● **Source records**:
§ §

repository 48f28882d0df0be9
use std::net::SocketAddr;
use std::sync::Arc;

use tracing::{Level, info};

use server::config::AppConfig;
use server::state::AppState;
use server::store::SubmissionStore;
use server::uploads::UploadSink;

#[tokio::main]
async fn main() -> anyhow::Result<()> {
    tracing_subscriber::fmt().with_max_level(Level::INFO).init();

    let config = AppConfig::load()?;

    let store = SubmissionStore::open(&config.storage.store_file)?;
    let state = AppState {
        store: Arc::new(store),
        uploads: Arc::new(UploadSink::new(&config.storage.upload_dir)),
        config: config.clone(),
    };

    let addr: SocketAddr = format!("{}:{}", config.server.host, config.server.port).parse()?;
    let app = server::build_router(state);

    info!("Server running at http://{}", addr);

    let listener = tokio::net::TcpListener::bind(addr).await?;
    axum::serve(listener, app).await?;

    Ok(())
}
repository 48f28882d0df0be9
use serde::{Deserialize, Serialize};
use serde_json::{Map, Value};

use common::scoring::ScoreSheet;
use common::submission::{SubmissionMethod, SubmissionStatus};
use common::catalog;

use crate::error::AppError;

/// Request body for submission intake.
#[derive(Deserialize, utoipa::ToSchema)]
pub struct CreateSubmissionRequest {
    #[schema(example = "Asha Rao")]
    pub candidate_name: String,
    #[serde(default)]
    #[schema(example = "asha@example.com")]
    pub candidate_email: String,
    #[schema(example = "problem_2")]
    pub problem_id: String,
    pub submission_type: SubmissionMethod,
    /// Required for `github` submissions; ignored for `zip`.
    #[serde(default)]
    #[schema(example = "https://github.com/asha/transfers")]
    pub github_link: String,
}

/// Request body for evaluating a submission.
///
/// Besides the evaluator fields, the payload is a flat object of raw
/// sub-criterion scores keyed by rubric field name (`db_schema`,
/// `api_design`, ...). Missing or non-numeric entries count as 0.
#[derive(Deserialize)]
pub struct EvaluateRequest {
    #[serde(default)]
    pub evaluator_name: String,
    #[serde(default)]
    pub evaluator_notes: String,
    #[serde(flatten)]
    pub raw: Map<String, Value>,
}

/// Result of an evaluation.
#[derive(Serialize, utoipa::ToSchema)]
pub struct EvaluationResponse {
    pub candidate_id: String,
    pub status: SubmissionStatus,
    #[schema(example = 79.0)]
    pub total_score: f64,
    pub scores: ScoreSheet,
}

/// Result of an archive upload.
#[derive(Serialize, utoipa::ToSchema)]
pub struct ArchiveUploadResponse {
    pub candidate_id: String,
    /// Where the archive was stored.
    pub file_path: String,
}

const MAX_NAME_LENGTH: usize = 200;

/// Validate a submission intake request.
pub fn validate_create_submission(req: &CreateSubmissionRequest) -> Result<(), AppError> {
    let name = req.candidate_name.trim();
    if name.is_empty() {
        return Err(AppError::Validation("candidate_name is required".into()));
    }
    if name.len() > MAX_NAME_LENGTH {
        return Err(AppError::Validation(format!(
            "candidate_name must be at most {MAX_NAME_LENGTH} characters"
        )));
    }

    if !catalog::contains(&req.problem_id) {
        return Err(AppError::Validation(format!(
            "Unknown problem_id '{}'",
            req.problem_id
        )));
    }

    if req.submission_type == SubmissionMethod::Github && req.github_link.trim().is_empty() {
        return Err(AppError::Validation(
            "github_link is required for github submissions".into(),
        ));
    }

    Ok(())
}
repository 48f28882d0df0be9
use std::sync::LazyLock;

use serde::Serialize;

/// Implementation requirements attached to a problem statement.
#[derive(Clone, Debug, Serialize, utoipa::ToSchema)]
pub struct Requirements {
    /// Tables expected in the database layer.
    pub db_layer: Vec<String>,
    /// Expected PL/SQL package contents.
    pub plsql: String,
    /// REST endpoints the solution must expose.
    pub rest_apis: Vec<String>,
}

/// A fixed hackathon problem statement.
#[derive(Clone, Debug, Serialize, utoipa::ToSchema)]
pub struct Problem {
    #[schema(example = "problem_2")]
    pub id: String,
    pub title: String,
    pub theme: String,
    pub description: String,
    pub requirements: Requirements,
    pub business_rules: Vec<String>,
    #[schema(example = "30-35 minutes")]
    pub estimated_time: String,
}

fn strings(items: &[&str]) -> Vec<String> {
    items.iter().map(|s| s.to_string()).collect()
}

/// The selected problems for the event (sized for a 90 minute session).
static PROBLEMS: LazyLock<Vec<Problem>> = LazyLock::new(|| {
    vec![
        Problem {
            id: "problem_2".into(),
            title: "Fund Transfer & Transaction Orchestrator".into(),
            theme: "Implement secure fund transfer system with validation and limits".into(),
            description: "Customers need to transfer funds between accounts (same bank, \
                inter-bank). System must validate balances, check limits, apply fees, and \
                maintain audit trail."
                .into(),
            requirements: Requirements {
                db_layer: strings(&["ACCOUNT", "TRANSACTION", "TRANSFER", "TRANSFER_LIMIT tables"]),
                plsql: "Package for balance validation, limit checks, fee calculation, transfer \
                    execution"
                    .into(),
                rest_apis: strings(&[
                    "POST /transfers - Initiate transfer",
                    "GET /transfers/{id} - Get transfer status",
                    "GET /transfers?accountId=&dateFrom=&dateTo= - List transfers",
                    "POST /transfers/{id}/reverse - Reverse failed transfer",
                    "GET /accounts/{id}/balance - Get account balance",
                ]),
            },
            business_rules: strings(&[
                "Daily transfer limit: \u{20b9}50,000 (configurable per account type)",
                "Minimum balance check before transfer",
                "Transfer fee: 0.5% for inter-bank, free for same bank",
                "Transaction must be atomic (all-or-nothing)",
            ]),
            estimated_time: "30-35 minutes".into(),
        },
        Problem {
            id: "problem_4".into(),
            title: "Fixed Deposit & Interest Calculator".into(),
            theme: "Implement FD management with interest calculation and maturity handling".into(),
            description: "Customers open fixed deposits with various tenures. System calculates \
                interest (simple/compound), handles premature withdrawal, and processes maturity."
                .into(),
            requirements: Requirements {
                db_layer: strings(&["FIXED_DEPOSIT", "FD_INTEREST_RATE", "FD_TRANSACTION tables"]),
                plsql: "Package for interest calculation, maturity processing, premature \
                    withdrawal"
                    .into(),
                rest_apis: strings(&[
                    "POST /fixed-deposits - Open FD",
                    "GET /fixed-deposits/{id} - Get FD details",
                    "POST /fixed-deposits/{id}/premature-withdraw - Premature withdrawal",
                    "POST /fixed-deposits/{id}/mature - Process maturity",
                    "GET /fixed-deposits/interest-calculator - Calculate interest",
                ]),
            },
            business_rules: strings(&[
                "Interest rates: 1 year (6%), 2 years (6.5%), 3+ years (7%)",
                "Premature withdrawal penalty: 1% of principal",
                "Minimum FD amount: \u{20b9}10,000",
                "Compound interest calculated quarterly",
            ]),
            estimated_time: "25-30 minutes".into(),
        },
        Problem {
            id: "problem_10".into(),
            title: "Account Freeze & Unfreeze Workflow Manager".into(),
            theme: "Implement account freeze/unfreeze system with authorization and audit".into(),
            description: "Bank needs to freeze accounts (fraud suspicion, legal order, customer \
                request). System validates authorization, maintains audit trail, and handles \
                unfreeze requests."
                .into(),
            requirements: Requirements {
                db_layer: strings(&["ACCOUNT", "ACCOUNT_FREEZE", "FREEZE_REASON", "AUDIT_LOG tables"]),
                plsql: "Package for freeze validation, authorization check, freeze/unfreeze \
                    processing"
                    .into(),
                rest_apis: strings(&[
                    "POST /accounts/{id}/freeze - Freeze account",
                    "POST /accounts/{id}/unfreeze - Unfreeze account",
                    "GET /accounts/{id}/freeze-status - Get freeze status",
                    "GET /accounts/{id}/freeze-history - Get freeze history",
                    "POST /accounts/{id}/freeze/approve - Approve freeze request",
                ]),
            },
            business_rules: strings(&[
                "Freeze reasons: FRAUD, LEGAL_ORDER, CUSTOMER_REQUEST, SUSPICIOUS_ACTIVITY",
                "Freeze requires manager approval (except customer request)",
                "Frozen accounts: no debits allowed, credits allowed",
                "Unfreeze requires same authorization level as freeze",
            ]),
            estimated_time: "25-30 minutes".into(),
        },
    ]
});

/// All problems, in catalog order.
pub fn all() -> &'static [Problem] {
    &PROBLEMS
}

/// Look up a problem by ID.
pub fn get(id: &str) -> Option<&'static Problem> {
    PROBLEMS.iter().find(|p| p.id == id)
}

/// Whether `id` references a catalog problem.
pub fn contains(id: &str) -> bool {
    get(id).is_some()
}
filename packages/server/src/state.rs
use std::sync::Arc;

use crate::config::AppConfig;
use crate::store::SubmissionStore;
use crate::uploads::UploadSink;

#[derive(Clone)]
pub struct AppState {
    pub store: Arc<SubmissionStore>,
    pub uploads: Arc<UploadSink>,
    pub config: AppConfig,
}
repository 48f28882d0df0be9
use axum::{Json, extract::State};
use tracing::instrument;

use crate::error::{AppError, ErrorBody};
use crate::extractors::auth::AdminUser;
use crate::extractors::json::AppJson;
use crate::models::auth::{LoginRequest, LoginResponse, MeResponse, validate_login_request};
use crate::state::AppState;
use crate::utils::jwt;

/// Handle admin login.
///
/// There is a single administrator account; its credentials come from
/// configuration (or the environment).
#[utoipa::path(
    post,
    path = "/login",
    tag = "Auth",
    operation_id = "login",
    summary = "Log in as the administrator",
    request_body = LoginRequest,
    responses(
        (status = 200, description = "Login successful", body = LoginResponse),
        (status = 400, description = "Validation error (VALIDATION_ERROR)", body = ErrorBody),
        (status = 401, description = "Wrong credentials (INVALID_CREDENTIALS)", body = ErrorBody),
    ),
)]
#[instrument(skip(state, payload), fields(username = %payload.username))]
pub async fn login(
    State(state): State<AppState>,
    AppJson(payload): AppJson<LoginRequest>,
) -> Result<Json<LoginResponse>, AppError> {
    validate_login_request(&payload)?;

    let auth = &state.config.auth;
    if payload.username != auth.admin_username || payload.password != auth.admin_password {
        return Err(AppError::InvalidCredentials);
    }

    let token = jwt::sign(&payload.username, &auth.jwt_secret)
        .map_err(|e| AppError::Internal(format!("JWT sign error: {e}")))?;

    Ok(Json(LoginResponse {
        token,
        username: payload.username,
    }))
}

/// Return the current authenticated admin.
#[utoipa::path(
    get,
    path = "/me",
    tag = "Auth",
    operation_id = "me",
    summary = "Current administrator",
    responses(
        (status = 200, description = "Authenticated admin", body = MeResponse),
        (status = 401, description = "Unauthorized (TOKEN_MISSING, TOKEN_INVALID)", body = ErrorBody),
    ),
    security(("jwt" = [])),
)]
#[instrument(skip(admin), fields(username = %admin.username))]
pub async fn me(admin: AdminUser) -> Json<MeResponse> {
    Json(MeResponse {
        username: admin.username,
    })
}
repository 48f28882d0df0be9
pub mod filename;
pub mod jwt;
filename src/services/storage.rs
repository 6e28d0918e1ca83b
//! Transient storage for uploaded images.
//!
//! Each upload is written under a unique name and owned by a
//! [`TransientAsset`] guard that deletes it when the job ends.

use std::path::{Path, PathBuf};

use chrono::Utc;
use rand::Rng;

use crate::models::asset::UploadedAsset;

/// Local directory holding uploaded images while their job runs.
///
/// Shared by all in-flight jobs. Every upload gets its own file name, so no
/// locking is needed.
pub struct TransientStore {
    dir: PathBuf,
}

impl TransientStore {
    pub fn new(dir: impl Into<PathBuf>) -> Self {
        Self { dir: dir.into() }
    }

    /// Create the upload directory if it does not exist yet.
    pub async fn ensure_dir(&self) -> Result<(), StorageError> {
        if !tokio::fs::try_exists(&self.dir).await.unwrap_or(false) {
            tracing::info!(dir = %self.dir.display(), "Creating uploads directory");
        }
        tokio::fs::create_dir_all(&self.dir)
            .await
            .map_err(|e| StorageError::Io {
                path: self.dir.clone(),
                source: e,
            })
    }

    pub fn dir(&self) -> &Path {
        &self.dir
    }

    /// Write uploaded bytes to a fresh transient file.
    ///
    /// The returned guard owns the file; dropping it or calling
    /// [`TransientAsset::release`] deletes it.
    pub async fn persist(
        &self,
        original_name: &str,
        content_type: &str,
        data: &[u8],
    ) -> Result<TransientAsset, StorageError> {
        let file_name = unique_file_name(original_name);
        let path = self.dir.join(&file_name);

        tokio::fs::write(&path, data)
            .await
            .map_err(|e| StorageError::Io {
                path: path.clone(),
                source: e,
            })?;

        tracing::info!(
            file = %file_name,
            size = data.len(),
            content_type = %content_type,
            "Persisted uploaded image"
        );

        Ok(TransientAsset {
            asset: UploadedAsset {
                file_name,
                path,
                content_type: content_type.to_string(),
                size: data.len(),
            },
            released: false,
        })
    }
}

/// Exclusive handle on one uploaded file.
///
/// Release is best-effort: failures are logged and counted, never returned.
/// If the guard is dropped without an explicit release (an early return or a
/// panicking task), the file is removed synchronously in `Drop`.
#[derive(Debug)]
pub struct TransientAsset {
    asset: UploadedAsset,
    released: bool,
}

impl TransientAsset {
    pub fn asset(&self) -> &UploadedAsset {
        &self.asset
    }

    pub fn path(&self) -> &Path {
        &self.asset.path
    }

    /// Delete the file. Returns whether the deletion succeeded.
    pub async fn release(mut self) -> bool {
        self.released = true;
        match tokio::fs::remove_file(&self.asset.path).await {
            Ok(()) => {
                tracing::info!(path = %self.asset.path.display(), "Deleted temp file");
                true
            }
            Err(e) => {
                log_release_failure(&self.asset.path, &e);
                false
            }
        }
    }
}

impl Drop for TransientAsset {
    fn drop(&mut self) {
        if self.released {
            return;
        }
        match std::fs::remove_file(&self.asset.path) {
            Ok(()) => {
                tracing::debug!(path = %self.asset.path.display(), "Deleted temp file on drop")
            }
            Err(e) => log_release_failure(&self.asset.path, &e),
        }
    }
}

fn log_release_failure(path: &Path, err: &std::io::Error) {
    metrics::counter!("transient_cleanup_failures_total").increment(1);
    tracing::error!(path = %path.display(), error = %err, "Error deleting file");
}

/// `<unix-millis>-<random 0..1e9>-<sanitized original name>`.
pub fn unique_file_name(original_name: &str) -> String {
    let suffix: u32 = rand::rng().random_range(0..1_000_000_000);
    format!(
        "{}-{}-{}",
        Utc::now().timestamp_millis(),
        suffix,
        sanitize_file_name(original_name)
    )
}

/// Keep only the final path component, restricted to `[A-Za-z0-9._-]`.
fn sanitize_file_name(original_name: &str) -> String {
    let base = original_name
        .rsplit(|c| c == '/' || c == '\\')
        .next()
        .unwrap_or_default();

    let cleaned: String = base
        .chars()
        .filter(|c| c.is_ascii_alphanumeric() || matches!(c, '.' | '_' | '-'))
        .collect();

    if cleaned.trim_matches('.').is_empty() {
        "upload".to_string()
    } else {
        cleaned
    }
}

#[derive(Debug, thiserror::Error)]
pub enum StorageError {
    #[error("Failed to write {}: {source}", path.display())]
    Io {
        path: PathBuf,
        #[source]
        source: std::io::Error,
    },
}
use serde::Serialize;

/// How a worker run ended. A job is running until it reaches one of these.
#[derive(Debug, Clone, Copy, Serialize, PartialEq, Eq)]
#[serde(rename_all = "snake_case")]
pub enum JobStatus {
    Completed,
    TimedOut,
}

/// Terminal outcome of a worker run. Exactly one variant is produced per job.
#[derive(Debug, Clone, PartialEq, Eq)]
pub enum JobOutcome {
    /// The worker exited on its own before the deadline.
    Completed {
        /// `None` when the process was terminated by a signal.
        exit_code: Option<i32>,
        stdout: String,
        stderr: String,
    },
    /// The deadline fired first and the worker was killed. Its output is discarded.
    TimedOut,
}

impl JobOutcome {
    pub fn status(&self) -> JobStatus {
        match self {
            JobOutcome::Completed { .. } => JobStatus::Completed,
            JobOutcome::TimedOut => JobStatus::TimedOut,
        }
    }
}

§ §

● **PROBLEM DESCRIPTION**:
Only lines that hold the string "JobOutcome" belong in the answer, so copy every one of them from the records.

● **ANSWER TO THE EXERCISE**:
pub enum JobOutcome {
impl JobOutcome {
            JobOutcome::Completed { .. } => JobStatus::Completed,
            JobOutcome::TimedOut => JobStatus::TimedOut,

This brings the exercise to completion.